Data listing>
▶
//! CLI definition and dispatch.

use clap::{Parser, Subcommand};
use std::fs::File;
use std::io::{self, Write};
use std::path::PathBuf;
use std::process::ExitCode;

use crate::adapters::csv_adapter::CsvAdapter;
use crate::adapters::file_config_adapter::FileConfigAdapter;
use crate::domain::config_validation::{config_date, parse_codes, validate_config, MAX_PRECISION};
use crate::domain::error::IndexvolError;
use crate::domain::magnitude::{self, DEFAULT_PRECISION};
use crate::domain::ohlcv::IndexBar;
use crate::domain::series::{align, filter_months, filter_range, overlay_by_year, parse_months};
use crate::ports::config_port::ConfigPort;
use crate::ports::data_port::{DataPort, LoadedSeries};

#[derive(Parser, Debug)]
#[command(name = "indexvol", about = "Index volume data cleaning")]
pub struct Cli {
    #[command(subcommand)]
    pub command: Command,
}

#[derive(Subcommand, Debug)]
pub enum Command {
    /// Parse magnitude strings such as 12.3B or 450M
    Parse {
        #[arg(required = true, allow_hyphen_values = true)]
        values: Vec<String>,
    },
    /// Format numbers with a K/M/B/T suffix
    Format {
        #[arg(required = true, allow_hyphen_values = true)]
        values: Vec<String>,
        #[arg(short, long)]
        precision: Option<usize>,
    },
    /// Print cleaned bars with midpoint and volume share
    Summary {
        #[arg(short, long)]
        config: PathBuf,
        #[arg(long)]
        code: Option<String>,
        #[arg(short, long)]
        output: Option<PathBuf>,
    },
    /// Print high/low/midpoint per year on a shared month-day axis
    Overlay {
        #[arg(short, long)]
        config: PathBuf,
        #[arg(long)]
        code: Option<String>,
        /// Comma-separated months to keep, e.g. 9,10,11,12
        #[arg(long)]
        months: Option<String>,
        #[arg(short, long)]
        output: Option<PathBuf>,
    },
    /// Align two indices by date and compare their volumes
    Compare {
        #[arg(short, long)]
        config: PathBuf,
        #[arg(long)]
        primary: String,
        #[arg(long)]
        secondary: String,
        #[arg(short, long)]
        output: Option<PathBuf>,
    },
    /// List codes available in the data directory
    ListCodes {
        #[arg(short, long)]
        config: PathBuf,
    },
    /// Validate a configuration file
    Validate {
        #[arg(short, long)]
        config: PathBuf,
    },
}

pub fn run(cli: Cli) -> ExitCode {
    match cli.command {
        Command::Parse { values } => run_parse(&values),
        Command::Format { values, precision } => run_format(&values, precision),
        Command::Summary {
            config,
            code,
            output,
        } => run_summary(&config, code.as_deref(), output.as_ref()),
        Command::Overlay {
            config,
            code,
            months,
            output,
        } => run_overlay(&config, code.as_deref(), months.as_deref(), output.as_ref()),
        Command::Compare {
            config,
            primary,
            secondary,
            output,
        } => run_compare(&config, &primary, &secondary, output.as_ref()),
        Command::ListCodes { config } => run_list_codes(&config),
        Command::Validate { config } => run_validate(&config),
    }
}

fn fail(err: &IndexvolError) -> ExitCode {
    eprintln!("error: {err}");
    err.into()
}

pub fn load_config(path: &PathBuf) -> Result<FileConfigAdapter, ExitCode> {
    FileConfigAdapter::from_file(path).map_err(|e| {
        fail(&IndexvolError::ConfigParse {
            file: path.display().to_string(),
            reason: e.to_string(),
        })
    })
}

/// Load and validate a config, then build the CSV adapter it describes.
fn load_validated(path: &PathBuf) -> Result<(FileConfigAdapter, CsvAdapter), ExitCode> {
    eprintln!("Loading config from {}", path.display());
    let config = load_config(path)?;
    validate_config(&config).map_err(|e| fail(&e))?;
    let adapter = CsvAdapter::from_config(&config).map_err(|e| fail(&e))?;
    Ok((config, adapter))
}

/// Render a table in memory and write it to `path` (or stdout) only once
/// the pipeline has succeeded. A failed run leaves an existing file as it was.
pub fn write_rendered<F>(path: Option<&PathBuf>, pipeline: F) -> Result<usize, IndexvolError>
where
    F: FnOnce(&mut Vec<u8>) -> Result<usize, IndexvolError>,
{
    let mut buf = Vec::new();
    let rows = pipeline(&mut buf)?;
    match path {
        Some(p) => File::create(p)?.write_all(&buf)?,
        None => io::stdout().write_all(&buf)?,
    }
    Ok(rows)
}

fn finish(result: Result<usize, IndexvolError>, output: Option<&PathBuf>) -> ExitCode {
    match result {
        Ok(rows) => {
            match output {
                Some(p) => eprintln!("{} rows written to: {}", rows, p.display()),
                None => eprintln!("{} rows", rows),
            }
            ExitCode::SUCCESS
        }
        Err(e) => fail(&e),
    }
}

// --- parse / format ---

fn run_parse(values: &[String]) -> ExitCode {
    for raw in values {
        match magnitude::parse(raw) {
            Ok(v) => println!("{}\t{}", raw, v),
            Err(e) => {
                eprintln!("error: {}", e.display_with_context());
                return (&IndexvolError::from(e)).into();
            }
        }
    }
    ExitCode::SUCCESS
}

fn run_format(values: &[String], precision: Option<usize>) -> ExitCode {
    let precision = precision.unwrap_or(DEFAULT_PRECISION);
    if precision > MAX_PRECISION {
        return fail(&IndexvolError::ConfigInvalid {
            section: "cli".into(),
            key: "precision".into(),
            reason: format!("precision must be between 0 and {}", MAX_PRECISION),
        });
    }

    for raw in values {
        match magnitude::parse(raw) {
            Ok(v) => println!("{}\t{}", raw, magnitude::format(v, precision)),
            Err(e) => {
                eprintln!("error: {}", e.display_with_context());
                return (&IndexvolError::from(e)).into();
            }
        }
    }
    ExitCode::SUCCESS
}

// --- data commands ---

/// Output options shared by the table-producing commands.
#[derive(Debug, Clone, Copy, PartialEq)]
pub struct TableOptions {
    pub header: bool,
    pub precision: usize,
}

impl Default for TableOptions {
    fn default() -> Self {
        Self {
            header: true,
            precision: DEFAULT_PRECISION,
        }
    }
}

impl TableOptions {
    pub fn from_config(config: &dyn ConfigPort) -> Self {
        let precision = config.get_int("parse", "precision", DEFAULT_PRECISION as i64);
        Self {
            header: config.get_bool("output", "header", true),
            precision: usize::try_from(precision)
                .unwrap_or(DEFAULT_PRECISION)
                .min(MAX_PRECISION),
        }
    }
}

/// Codes from `--code`, else `[data] codes`.
pub fn resolve_codes(
    code_override: Option<&str>,
    config: &dyn ConfigPort,
) -> Result<Vec<String>, IndexvolError> {
    if let Some(c) = code_override {
        return Ok(vec![c.trim().to_uppercase()]);
    }
    match config.get_string("data", "codes") {
        Some(s) => parse_codes(&s),
        None => Err(IndexvolError::ConfigMissing {
            section: "data".into(),
            key: "codes".into(),
        }),
    }
}

/// Fetch one code, report tolerated cells on stderr and apply the
/// configured date range.
pub fn load_series(
    data_port: &dyn DataPort,
    code: &str,
    config: &dyn ConfigPort,
) -> Result<LoadedSeries, IndexvolError> {
    let start = config_date(config, "start_date")?;
    let end = config_date(config, "end_date")?;

    let mut series = data_port.fetch_bars(code)?;
    for rej in &series.rejected {
        let action = if rej.dropped { "skipping row" } else { "NaN in row" };
        eprintln!(
            "warning: {} {} of {} ({}): {}",
            action, rej.cell.row, code, rej.column, rej.cell.error
        );
    }

    series.bars = filter_range(&series.bars, start, end);
    if series.bars.is_empty() {
        return Err(IndexvolError::NoData {
            code: code.to_string(),
        });
    }
    eprintln!("Loaded {}: {} bars", code, series.bars.len());
    Ok(series)
}

fn price(v: f64) -> String {
    format!("{:.2}", v)
}

fn opt_num(v: Option<f64>) -> String {
    v.map(|x| x.to_string()).unwrap_or_default()
}

pub const SUMMARY_HEADER: [&str; 11] = [
    "code",
    "date",
    "open",
    "high",
    "low",
    "close",
    "midpoint",
    "volume",
    "volume_fmt",
    "total_volume",
    "volume_share_pct",
];

pub fn summary_row(code: &str, bar: &IndexBar, precision: usize) -> Vec<String> {
    vec![
        code.to_string(),
        bar.date.to_string(),
        price(bar.open),
        price(bar.high),
        price(bar.low),
        price(bar.close),
        price(bar.midpoint()),
        bar.volume.to_string(),
        magnitude::format(bar.volume, precision),
        opt_num(bar.total_volume),
        opt_num(bar.volume_share_pct()),
    ]
}

fn write_table<W: Write>(
    out: W,
    header: &[&str],
    rows: &[Vec<String>],
    opts: TableOptions,
) -> Result<usize, IndexvolError> {
    let mut wtr = csv::Writer::from_writer(out);
    let to_io = |e: csv::Error| IndexvolError::Io(io::Error::other(e));
    if opts.header {
        wtr.write_record(header).map_err(to_io)?;
    }
    for row in rows {
        wtr.write_record(row).map_err(to_io)?;
    }
    wtr.flush()?;
    Ok(rows.len())
}

pub fn run_summary_pipeline<W: Write>(
    data_port: &dyn DataPort,
    config: &dyn ConfigPort,
    codes: &[String],
    out: W,
) -> Result<usize, IndexvolError> {
    let opts = TableOptions::from_config(config);
    let mut rows = Vec::new();

    for code in codes {
        let series = load_series(data_port, code, config)?;
        rows.extend(
            series
                .bars
                .iter()
                .map(|bar| summary_row(code, bar, opts.precision)),
        );
    }

    write_table(out, &SUMMARY_HEADER, &rows, opts)
}

pub const OVERLAY_HEADER: [&str; 6] = ["code", "year", "month_day", "high", "low", "midpoint"];

pub fn run_overlay_pipeline<W: Write>(
    data_port: &dyn DataPort,
    config: &dyn ConfigPort,
    codes: &[String],
    months: &[u32],
    out: W,
) -> Result<usize, IndexvolError> {
    let opts = TableOptions::from_config(config);
    let mut rows = Vec::new();

    for code in codes {
        let series = load_series(data_port, code, config)?;
        let bars = filter_months(&series.bars, months);
        for year in overlay_by_year(&bars) {
            eprintln!("  {} {}: {} points", code, year.year, year.points.len());
            for p in &year.points {
                rows.push(vec![
                    code.clone(),
                    year.year.to_string(),
                    p.day.format("%m-%d").to_string(),
                    price(p.high),
                    price(p.low),
                    price(p.midpoint),
                ]);
            }
        }
    }

    write_table(out, &OVERLAY_HEADER, &rows, opts)
}

pub const COMPARE_HEADER: [&str; 6] = [
    "date",
    "primary_mid",
    "secondary_mid",
    "primary_volume",
    "secondary_volume",
    "volume_share_pct",
];

pub fn run_compare_pipeline<W: Write>(
    data_port: &dyn DataPort,
    config: &dyn ConfigPort,
    primary: &str,
    secondary: &str,
    out: W,
) -> Result<usize, IndexvolError> {
    let opts = TableOptions::from_config(config);
    let p = load_series(data_port, primary, config)?;
    let s = load_series(data_port, secondary, config)?;

    let aligned = align(&p.bars, &s.bars);
    if aligned.is_empty() {
        return Err(IndexvolError::Data {
            reason: format!("{} and {} share no trading dates", primary, secondary),
        });
    }

    let rows: Vec<Vec<String>> = aligned
        .iter()
        .map(|r| {
            vec![
                r.date.to_string(),
                price(r.primary_mid),
                price(r.secondary_mid),
                r.primary_volume.to_string(),
                r.secondary_volume.to_string(),
                opt_num(r.volume_share_pct),
            ]
        })
        .collect();

    write_table(out, &COMPARE_HEADER, &rows, opts)
}

fn run_summary(config_path: &PathBuf, code: Option<&str>, output: Option<&PathBuf>) -> ExitCode {
    let (config, adapter) = match load_validated(config_path) {
        Ok(pair) => pair,
        Err(code) => return code,
    };
    let result = resolve_codes(code, &config).and_then(|codes| {
        write_rendered(output, |out| {
            run_summary_pipeline(&adapter, &config, &codes, out)
        })
    });
    finish(result, output)
}

fn run_overlay(
    config_path: &PathBuf,
    code: Option<&str>,
    months: Option<&str>,
    output: Option<&PathBuf>,
) -> ExitCode {
    let months = match months.map(parse_months).transpose() {
        Ok(m) => m.unwrap_or_default(),
        Err(reason) => {
            return fail(&IndexvolError::ConfigInvalid {
                section: "cli".into(),
                key: "months".into(),
                reason,
            });
        }
    };
    let (config, adapter) = match load_validated(config_path) {
        Ok(pair) => pair,
        Err(code) => return code,
    };
    let result = resolve_codes(code, &config).and_then(|codes| {
        write_rendered(output, |out| {
            run_overlay_pipeline(&adapter, &config, &codes, &months, out)
        })
    });
    finish(result, output)
}

fn run_compare(
    config_path: &PathBuf,
    primary: &str,
    secondary: &str,
    output: Option<&PathBuf>,
) -> ExitCode {
    let (config, adapter) = match load_validated(config_path) {
        Ok(pair) => pair,
        Err(code) => return code,
    };
    let primary = primary.trim().to_uppercase();
    let secondary = secondary.trim().to_uppercase();
    eprintln!("Comparing {} against {}", primary, secondary);
    let result = write_rendered(output, |out| {
        run_compare_pipeline(&adapter, &config, &primary, &secondary, out)
    });
    finish(result, output)
}

fn run_list_codes(config_path: &PathBuf) -> ExitCode {
    let (_config, adapter) = match load_validated(config_path) {
        Ok(pair) => pair,
        Err(code) => return code,
    };
    match adapter.list_codes() {
        Ok(codes) if codes.is_empty() => {
            eprintln!("No data files found");
            ExitCode::SUCCESS
        }
        Ok(codes) => {
            for code in &codes {
                println!("{}", code);
            }
            eprintln!("{} codes found", codes.len());
            ExitCode::SUCCESS
        }
        Err(e) => fail(&e),
    }
}

fn run_validate(config_path: &PathBuf) -> ExitCode {
    eprintln!("Validating config: {}", config_path.display());
    let config = match load_config(config_path) {
        Ok(c) => c,
        Err(code) => return code,
    };
    if let Err(e) = validate_config(&config) {
        return fail(&e);
    }

    let opts = TableOptions::from_config(&config);
    eprintln!(
        "  dir:       {}",
        config.get_string("data", "dir").unwrap_or_default()
    );
    eprintln!(
        "  codes:     {}",
        config.get_string("data", "codes").unwrap_or_default()
    );
    eprintln!(
        "  on_error:  {}",
        config
            .get_string("parse", "on_error")
            .unwrap_or_else(|| "abort".to_string())
    );
    eprintln!("  precision: {}", opts.precision);
    eprintln!("\nConfiguration is valid.");
    ExitCode::SUCCESS
}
◀
What you have to do> Looking back over the records above, in how many lines does the word "None" occur? Give the number alone.

Reply to the exercise> 3